ITSA customers’ views on flexible models of timely payment: Executive Summary

Published 29 May 2025

1. Introduction

In July 2020, the government set out a 10-year Tax Administration Strategy, the aim of which was to help create a tax system suitably flexible, responsive and resilient to the challenges and opportunities of a 21st century economy.     

A key element of this vision is the concept of ‘timely payment’, defined as bringing the calculation and payment of tax closer to the point where income or profit arises. Timely payment would harness the increasingly real-time nature of financial information relevant to tax reporting to provide customers with greater in-year certainty about their forecasted tax liability, which in turn will reduce customer payment error. Spreading out the tax payments would then help customers better manage their tax affairs, removing the need for a small number of large tax payments and consequently reducing the risk of entering debt because of an unexpected large tax bill.

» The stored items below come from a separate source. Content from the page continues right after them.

use std::ops::Index;

use rand::Rng;

use crate::{
    card::Card,
    deck::Deck,
    error::{Result, UnoError},
};

/// The cards held by a single player.
#[derive(Debug, Clone, Default, PartialEq, Eq)]
pub struct Hand(Vec<Card>);

impl Hand {
    pub fn new() -> Self {
        Self::default()
    }

    pub fn from_cards(cards: Vec<Card>) -> Self {
        Self(cards)
    }

    /// Replaces the hand with `count` cards, each taken from a uniformly
    /// random position in the deck.
    pub fn deal_initial<R: Rng + ?Sized>(
        &mut self,
        deck: &mut Deck,
        count: usize,
        rng: &mut R,
    ) -> Result<()> {
        self.0.clear();
        for _ in 0..count {
            let card = deck.draw_random(rng).ok_or(UnoError::EmptyDeck)?;
            self.0.push(card);
        }
        Ok(())
    }

    pub fn playable_cards(&self, active: &Card) -> Vec<Card> {
        self.0.iter().filter(|x| x.matches(active)).copied().collect()
    }

    pub fn playable_indices(&self, active: &Card) -> Vec<usize> {
        self.0
            .iter()
            .enumerate()
            .filter(|(_, card)| card.matches(active))
            .map(|(index, _)| index)
            .collect()
    }

    pub fn is_playable(&self, index: usize, active: &Card) -> bool {
        self.0.get(index).map_or(false, |card| card.matches(active))
    }

    pub fn value_of(card: &Card) -> u8 {
        card.value()
    }

    /// Index of the highest valued playable card, the earliest one on ties.
    /// `None` means the player has to draw.
    pub fn choose_best_play(&self, active: &Card) -> Option<usize> {
        let mut best: Option<(usize, u8)> = None;
        for index in self.playable_indices(active) {
            let value = Self::value_of(&self.0[index]);
            if best.map_or(true, |(_, best_value)| value > best_value) {
                best = Some((index, value));
            }
        }
        best.map(|(index, _)| index)
    }

    pub fn remove(&mut self, index: usize) -> Card {
        self.0.remove(index)
    }

    /// Removes the first card equal to `card`.
    pub fn remove_card(&mut self, card: &Card) -> Option<Card> {
        self.0
            .iter()
            .position(|x| x == card)
            .map(|pos| self.0.remove(pos))
    }

    pub fn add_cards(&mut self, cards: impl IntoIterator<Item = Card>) {
        self.0.extend(cards);
    }

    pub fn add_card(&mut self, card: Card) {
        self.0.push(card);
    }

    pub fn cards(&self) -> &[Card] {
        &self.0
    }

    pub fn iter(&self) -> std::slice::Iter<'_, Card> {
        self.0.iter()
    }

    pub fn len(&self) -> usize {
        self.0.len()
    }

    pub fn is_empty(&self) -> bool {
        self.0.is_empty()
    }
}

impl Index<usize> for Hand {
    type Output = Card;

    fn index(&self, index: usize) -> &Self::Output {
        &self.0[index]
    }
}

impl<'a> IntoIterator for &'a Hand {
    type Item = &'a Card;
    type IntoIter = std::slice::Iter<'a, Card>;

    fn into_iter(self) -> Self::IntoIter {
        self.0.iter()
    }
}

HMRC offers tools and guidance to help customers with budgeting for their upcoming tax bill, such as the Budget Payment Plan. However, the delay between earning taxable income and paying the tax due on those earnings under the current ITSA system can create challenges for customers and HMRC. This can make it hard for individuals and businesses (especially new or those in lower income brackets) to budget accordingly, which can result in some having to make use of their cash reserves or borrow funds to pay taxes. Where this is not possible, customers can be pushed into a debt with HMRC.

Responses to a Call for Evidence (CfE) on timely payment, published in 2021, showed that some respondents recognised the potential benefits of timely payment, but noted that the design of such a system should be flexible enough to cater to the diversity of the ITSA population.

It is in this context that HMRC commissioned IFF Research to conduct research to inform the design of a timely payment approach to ITSA. The specific objectives were to provide insight on ITSA ³¦³Ü²õ³Ù´Ç³¾±ð°ù²õ’:

  • current experience of gathering and submitting information to facilitate tax calculation and paying tax

  • appetite for, and views on, options for a timely payment model (including anticipated impacts, benefits and challenges)

To meet the objectives outlined above, a mixed methods research approach was adopted. This consisted of:

  • a quantitative telephone survey with a representative sample of 1,000 ITSA customers that paid income tax through Self Assessment in the year 2021 to 2022

  • qualitative interviews with 40 ITSA customers, targeting those whose answers suggested they would be suited to answer questions on the specific areas of interest to the research

2. Key findings

2.1 Current experience of ITSA

The majority of participants reported they found the current process of gathering and submitting information for Income Tax Self Assessment (ITSA) easy.

More specifically, eight in ten (81%) said record keeping was easy and over two-thirds (68%) of those with direct experience of completing ITSA returns said this process was easy. Only a small minority of participants (6%) reported having difficulty with record keeping and (14%) reported having difficulty with the completion of ITSA returns.

It is worth noting that 18% of survey participants were unable to comment about the experience of completing ITSA returns as they used tax agents or accountants to do this on their behalf. This group of participants were excluded from the analysis reported.

On average 6% of participants reported facing difficulties with record keeping. Those more likely than average to report difficulties were participants aged 75 or over (11%) and those that used an agent for at least some aspects of their income tax obligations (8%). The difficulties cited typically stemmed from perceptions of it being a time intensive process and challenges with keeping track of multiple sources of income.

Overall, 14% of participants reported difficulties with the completion of ITSA returns. This was more prevalent among participants that reported difficulties with record keeping (45%) and those with 2 income streams (19%). Difficulties with the ITSA return process were often attributed to the complexity of language used on return forms and difficulties navigating the Government Gateway.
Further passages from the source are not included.